Margiela worked as an assistant for Jean Paul Gaultier for three years and then launched his first collection in 1989. He was creative director of the Hermés womenswear line from 1998 to 2003, in addition to working on his own label.
Martin Margiela’s numbers:
2: His ateliers were totally anonymous, only his acquaintances knew how to locate them. He always located them on the second floor of small discreet buildings or in non-commercial areas.
4: His garments were not labeled. You could only recognize a Margiela by the four white seams where the label would traditionally be.
20: These are the years that the designer remained anonymous. While his career was at its peak, no one knew his face. Interviews were done by fax or in any other way as long as he did not have to attend in person. In his fashion shows to the public he always stayed behind the scenes, to maintain his anonymity.
Maison Margiela numbers are on its labels, ranging from 0 to 23.

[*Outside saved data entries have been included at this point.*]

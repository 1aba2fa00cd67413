//! Shared fixtures for the integration tests.

#![allow(dead_code)]

use std::sync::atomic::{AtomicUsize, Ordering};
use std::sync::Arc;

use alloy::primitives::Address;
use futures_util::future::BoxFuture;
use serde_json::{json, Value};
use tokio::sync::{mpsc, watch};
use tokio::task::JoinHandle;

use wallet_bridge::config::{ChainConfig, HostConfig, RelayConfig, WalletConfig};
use wallet_bridge::host::{
    DecisionPrompt, InMemoryPermissions, Signer, SignerError, WalletHost,
};
use wallet_bridge::transport::PortState;
use wallet_bridge::translator::TranslatedRequest;
use wallet_bridge::window::{IconLink, StaticDocument, Window};
use wallet_bridge::{InpageProvider, Relay, Shutdown};

pub const DAPP: &str = "https://dapp.example";
pub const SIGNATURE: &str = "0xDEADBEEF";

pub fn account() -> Address {
    Address::repeat_byte(0x11)
}

/// Signer that returns a fixed payload and counts how often it was asked.
#[derive(Default)]
pub struct StubSigner {
    calls: AtomicUsize,
}

impl StubSigner {
    pub fn calls(&self) -> usize {
        self.calls.load(Ordering::SeqCst)
    }
}

impl Signer for StubSigner {
    fn accounts(&self) -> Vec<Address> {
        vec![account()]
    }

    fn sign<'a>(
        &'a self,
        _request: &'a TranslatedRequest,
        _chain: &'a ChainConfig,
    ) -> BoxFuture<'a, Result<Value, SignerError>> {
        self.calls.fetch_add(1, Ordering::SeqCst);
        Box::pin(async { Ok(json!(SIGNATURE)) })
    }
}

pub fn document() -> StaticDocument {
    StaticDocument::new("Dapp")
        .with_link(IconLink::new("/favicon-16.png", Some("16x16")))
        .with_link(IconLink::new("/favicon-64.png", Some("64x64")))
}

pub fn two_chains() -> WalletConfig {
    WalletConfig {
        chain_id: 1,
        chains: vec![
            ChainConfig {
                chain_id: 1,
                name: "Ethereum".into(),
                rpc_url: "http://localhost:8545".into(),
            },
            ChainConfig {
                chain_id: 5,
                name: "Goerli".into(),
                rpc_url: "http://localhost:8546".into(),
            },
        ],
    }
}

pub fn spawn_host(config: HostConfig) -> (WalletHost, mpsc::UnboundedReceiver<DecisionPrompt>, Arc<StubSigner>) {
    let signer = Arc::new(StubSigner::default());
    let (host, prompts) = WalletHost::new(
        config,
        two_chains(),
        Arc::new(InMemoryPermissions::new()),
        signer.clone(),
    );
    (host, prompts, signer)
}

/// A page, its relay and its provider wired to one host.
pub struct Bridge {
    pub host: WalletHost,
    pub prompts: mpsc::UnboundedReceiver<DecisionPrompt>,
    pub signer: Arc<StubSigner>,
    pub window: Window,
    pub provider: Arc<InpageProvider>,
    pub state: watch::Receiver<PortState>,
    pub shutdown: Shutdown,
    pub relay: JoinHandle<()>,
}

impl Bridge {
    pub async fn start() -> Self {
        let (host, prompts, signer) = spawn_host(HostConfig::default());
        let window = Window::new(DAPP, Arc::new(document()));

        let relay_config = RelayConfig {
            reconnect_delay_ms: 20,
            ..RelayConfig::default()
        };
        let relay = Relay::new(window.clone(), host.connector(), relay_config);
        let state = relay.state();
        let shutdown = Shutdown::new();
        let relay = tokio::spawn(relay.run(shutdown.subscribe()));

        let provider = Arc::new(InpageProvider::attach(window.clone()));

        let mut bridge = Self {
            host,
            prompts,
            signer,
            window,
            provider,
            state,
            shutdown,
            relay,
        };
        bridge.wait_open().await;
        bridge
    }

    pub async fn wait_open(&mut self) {
        self.state
            .wait_for(|state| *state == PortState::Open)
            .await
            .unwrap();
    }

    pub async fn next_prompt(&mut self) -> DecisionPrompt {
        tokio::time::timeout(std::time::Duration::from_secs(5), self.prompts.recv())
            .await
            .expect("no prompt within 5s")
            .expect("prompt channel closed")
    }

    /// Issue a request on a separate task so the test can act on the prompt.
    pub fn spawn_request(
        &self,
        method: &'static str,
        params: Vec<Value>,
    ) -> JoinHandle<Result<Value, wallet_bridge::rpc::RpcError>> {
        let provider = self.provider.clone();
        tokio::spawn(async move { provider.request(method, params).await })
    }
}
//! Inbound page-event guard.

use crate::protocol::{Envelope, Target};
use crate::window::{MessageEvent, WindowId};

/// Why a page event was not forwarded.
#[derive(Debug, Clone, Copy, PartialEq, Eq)]
pub enum DropReason {
    /// Event origin differs from the origin captured at load.
    OriginMismatch,
    /// Event was posted by another window.
    ForeignSource,
    /// Payload is not an envelope with a request.
    Malformed,
    /// Envelope is addressed to someone other than the relay.
    WrongTarget,
    /// Envelope is one the relay itself posted to the page.
    OwnEcho,
}

impl DropReason {
    pub fn as_str(&self) -> &'static str {
        match self {
            DropReason::OriginMismatch => "origin_mismatch",
            DropReason::ForeignSource => "foreign_source",
            DropReason::Malformed => "malformed",
            DropReason::WrongTarget => "wrong_target",
            DropReason::OwnEcho => "own_echo",
        }
    }
}

/// Admits page events by strict origin equality, same-window source and
/// relay target tag, in that order.
#[derive(Debug, Clone)]
pub struct OriginGuard {
    origin: String,
    source: WindowId,
}

impl OriginGuard {
    pub fn new(origin: impl Into<String>, source: WindowId) -> Self {
        Self {
            origin: origin.into(),
            source,
        }
    }

    pub fn origin(&self) -> &str {
        &self.origin
    }

    pub fn admit(&self, event: &MessageEvent) -> Result<Envelope, DropReason> {
        if event.origin != self.origin {
            return Err(DropReason::OriginMismatch);
        }
        if event.source != self.source {
            return Err(DropReason::ForeignSource);
        }

        let envelope: Envelope =
            serde_json::from_value(event.data.clone()).map_err(|_| DropReason::Malformed)?;

        match envelope.target {
            Target::ContentScript if envelope.request.is_some() => Ok(envelope),
            Target::ContentScript => Err(DropReason::Malformed),
            Target::Inpage => Err(DropReason::OwnEcho),
            Target::Unknown => Err(DropReason::WrongTarget),
        }
    }
}

#[cfg(test)]
mod tests {
    use super::*;
    use crate::protocol::RequestId;
    use serde_json::json;

    const ORIGIN: &str = "https://dapp.example";

    fn event(origin: &str, source: WindowId, data: serde_json::Value) -> MessageEvent {
        MessageEvent {
            origin: origin.to_string(),
            source,
            data,
        }
    }

    fn request() -> serde_json::Value {
        json!({
            "target": "wallet-contentscript",
            "id": 7,
            "request": { "method": "eth_accounts", "params": [] }
        })
    }

    #[test]
    fn test_admits_matching_event() {
        let me = WindowId::new();
        let guard = OriginGuard::new(ORIGIN, me);
        let envelope = guard.admit(&event(ORIGIN, me, request())).unwrap();
        assert_eq!(envelope.id, Some(RequestId::Number(7)));
    }

    #[test]
    fn test_origin_compared_strictly() {
        let me = WindowId::new();
        let guard = OriginGuard::new(ORIGIN, me);
        for origin in ["https://dapp.example/", "https://DAPP.example", "https://evil.dapp.example", "*"] {
            assert_eq!(
                guard.admit(&event(origin, me, request())),
                Err(DropReason::OriginMismatch),
                "{origin}"
            );
        }
    }

    #[test]
    fn test_foreign_source() {
        let guard = OriginGuard::new(ORIGIN, WindowId::new());
        assert_eq!(
            guard.admit(&event(ORIGIN, WindowId::new(), request())),
            Err(DropReason::ForeignSource)
        );
    }

    #[test]
    fn test_target_tags() {
        let me = WindowId::new();
        let guard = OriginGuard::new(ORIGIN, me);

        let echo = json!({ "target": "wallet-inpage", "id": 1, "jsonrpc": "2.0", "result": [] });
        assert_eq!(guard.admit(&event(ORIGIN, me, echo)), Err(DropReason::OwnEcho));

        let other = json!({ "target": "metamask-contentscript", "request": { "method": "eth_accounts" } });
        assert_eq!(guard.admit(&event(ORIGIN, me, other)), Err(DropReason::WrongTarget));

        let bare = json!({ "target": "wallet-contentscript", "id": 1 });
        assert_eq!(guard.admit(&event(ORIGIN, me, bare)), Err(DropReason::Malformed));

        assert_eq!(
            guard.admit(&event(ORIGIN, me, json!("hello"))),
            Err(DropReason::Malformed)
        );
    }
}
//! OS signal handling.
//!
//! # Design Decisions
//! - Uses Tokio's signal handling (async-safe)
//! - SIGINT and SIGTERM both map to graceful shutdown

use crate::lifecycle::Shutdown;

/// Wait for SIGINT (or SIGTERM on unix) and trigger `shutdown`.
pub async fn wait_for_signal(shutdown: Shutdown) {
    let ctrl_c = async {
        if let Err(e) = tokio::signal::ctrl_c().await {
            tracing::error!(error = %e, "Failed to listen for ctrl-c");
            std::future::pending::<()>().await;
        }
    };

    #[cfg(unix)]
    let terminate = async {
        match tokio::signal::unix::signal(tokio::signal::unix::SignalKind::terminate()) {
            Ok(mut sig) => {
                sig.recv().await;
            }
            Err(e) => {
                tracing::error!(error = %e, "Failed to install SIGTERM handler");
                std::future::pending::<()>().await;
            }
        }
    };

    #[cfg(not(unix))]
    let terminate = std::future::pending::<()>();

    tokio::select! {
        _ = ctrl_c => tracing::info!("Received SIGINT"),
        _ = terminate => tracing::info!("Received SIGTERM"),
    }

    shutdown.trigger();
}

0 : Women’s handmade garments.
0 10 : Men’s handmade garments.
1: Refers to women’s collection.
10: For men’s collection.
4: Women’s dresses.
14: Men’s suits.
22: Women’s and men’s shoe collection.
11: for unisex accessories.
13: Decoration, objects and publications.
MM6: Women’s urban fashion.
Masion Martin Margiela is still on the market without its original creator -unfortunately- and without a replacement. We are happy with the creative team of designers who captured his essence and allow us to continue to enjoy it today.